Techniques de Procréation Assistée

  • Insémination intra-utérine (IIU) : Lorsqu’il existe de petites altérations du spermogramme, des anomalies cervicales ou une infertilité inexpliquée depuis longtemps, le médecin peut proposer la réalisation d’inséminations intra-utérines. Elle consiste à placer des spermatozoïdes lavés dans l'utérus au moment de l'ovulation pour augmenter les chances de fécondation. L’insémination artificielle peut se faire soit avec le sperme du conjoint (IAC), soit avec le sperme d’un donneur (IAD).
  • Fécondation in vitro (FIV) : Lorsqu’il existe des problèmes de trompes, une endométriose, des altérations spermatiques importantes ou autre, le médecin peut vous proposer la fécondation in vitro. Cette technique permet la rencontre de l’ovule et du spermatozoïde directement au laboratoire. Les ovules sont fécondés par les spermatozoïdes en laboratoire, puis transférés dans l’utérus. La première étape est de stimuler les ovaires de la femme pour obtenir plusieurs ovules. Des injections sous cutanées d’hormones sont donc prescrites selon deux principaux protocoles. Lorsque les follicules contenant les ovules paraissent matures (de taille adéquate), l’ovulation est déclenchée et les ovules sont récupérés lors de la ponction. Le jour de la ponction l’homme réalise son recueil de sperme, puis les ovules et les spermatozoïdes du couple sont mis en contact au laboratoire . La technique de fécondation peut être « naturelle » , c’est la FIV, ou avec injection d’un spermatozoïde directement dans l’ovule (ICSI).
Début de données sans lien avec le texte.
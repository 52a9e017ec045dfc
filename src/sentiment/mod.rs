use serde::Serialize;
use vader_sentiment::SentimentIntensityAnalyzer;

/// Polarity scores for one piece of text.
///
/// `neg`/`neu`/`pos` are proportions in [0, 1]; `compound` is the normalized
/// overall polarity in [-1, 1].
#[derive(Debug, Clone, Copy, PartialEq, Serialize)]
pub struct SentimentScores {
    pub neg: f64,
    pub neu: f64,
    pub pos: f64,
    pub compound: f64,
}

/// Sentiment classifier contract consumed by the request handlers.
///
/// Implementations must be deterministic for a given text and safe to call
/// from concurrent requests.
pub trait SentimentScorer: Send + Sync {
    fn score(&self, text: &str) -> SentimentScores;
}

/// Lexicon-based scorer backed by the VADER analyzer.
pub struct VaderScorer {
    analyzer: SentimentIntensityAnalyzer<'static>,
}

impl VaderScorer {
    pub fn new() -> Self {
        Self {
            analyzer: SentimentIntensityAnalyzer::new(),
        }
    }
}

impl Default for VaderScorer {
    fn default() -> Self {
        Self::new()
    }
}

impl SentimentScorer for VaderScorer {
    fn score(&self, text: &str) -> SentimentScores {
        let scores = self.analyzer.polarity_scores(text);
        let get = |key: &str| scores.get(key).copied().unwrap_or(0.0);

        SentimentScores {
            neg: get("neg"),
            neu: get("neu"),
            pos: get("pos"),
            compound: get("compound"),
        }
    }
}
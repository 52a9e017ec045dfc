pub mod models;
pub mod reviews;

// Re-exports
pub use models::*;

// Health handler (simple, keep here)
use axum::{Json, extract::State};

pub async fn health_handler(State(state): State<AppState>) -> impl axum::response::IntoResponse {
    Json(models::HealthResponse {
        status: "healthy".to_string(),
        version: env!("CARGO_PKG_VERSION").to_string(),
        total_reviews: state.store.len(),
    })
}
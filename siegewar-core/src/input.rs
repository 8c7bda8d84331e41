use crate::block::PlacedBlock;
use crate::state::PlayerId;
use serde::{Deserialize, Serialize};

/// The acting player as the host reports it.
#[derive(Debug, Clone, PartialEq, Eq, Serialize, Deserialize)]
pub struct Player {
    /// Display name, used to look up the participant record
    pub name: String,
    /// Stable unique id (keys the scoring schedules)
    pub id: PlayerId,
    /// World the player is currently in
    pub world: String,
}

impl Player {
    pub fn new(name: impl Into<String>, id: impl Into<PlayerId>, world: impl Into<String>) -> Self {
        Self {
            name: name.into(),
            id: id.into(),
            world: world.into(),
        }
    }
}

/// A block placement delivered by the host.
#[derive(Debug, Clone, PartialEq, Eq, Serialize, Deserialize)]
pub struct PlaceBlockEvent {
    pub player: Player,
    pub block: PlacedBlock,
}

impl PlaceBlockEvent {
    pub fn new(player: Player, block: PlacedBlock) -> Self {
        Self { player, block }
    }
}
Les embryons se développent ensuite au laboratoire et un ou deux embryons sont déposés dans l’utérus de la femme de 2 à 5 jours après la ponction.
  • Injection intracytoplasmique de spermatozoïdes (ICSI) : un seul spermatozoïde est injecté directement dans un ovule. C’est une technique utilisée en FIV qui consiste à injecter un seul spermatozoïde directement dans un ovule mature pour favoriser la fécondation.
  • Don d'ovocytes : Si une femme ne produit pas d'ovules de qualité suffisante, elle peut envisager un don d'ovocytes. Dans ce cas, les ovules d'une donneuse anonyme sont fécondés par les spermatozoïdes du partenaire masculin et les embryons qui en résultent sont transférés dans l'utérus de la receveuse.
  • Plasma riche en plaquettes (PRP) intra-ovarien : Le PRP est un concentré de plaquettes obtenu à partir du sang du patient. Le PRP intra-ovarien implique l’injection directe de PRP dans les ovaires. L’objectif de ce traitement est de rajeunir le tissu ovarien et de stimuler la folliculogenèse (la formation et le développement de nouveaux follicules ovariens) chez les femmes dont la fonction ovarienne est diminuée.

Prévention de l'Infertilité

Bien que toutes les causes d'infertilité ne soient pas évitables, certaines mesures peuvent contribuer à réduire le risque :

  • Maintenir un poids santé grâce à une alimentation équilibrée et à l'exercice régulier.
  • Éviter les comportements à risque tels que le tabagisme, l'usage de drogues et la consommation excessive d'alcool.
  • Se protéger contre les infections sexuellement transmissibles (utilisation de préservatifs, dépistage régulier).
  • Gérer le stress et consulter régulièrement un médecin pour des bilans de santé.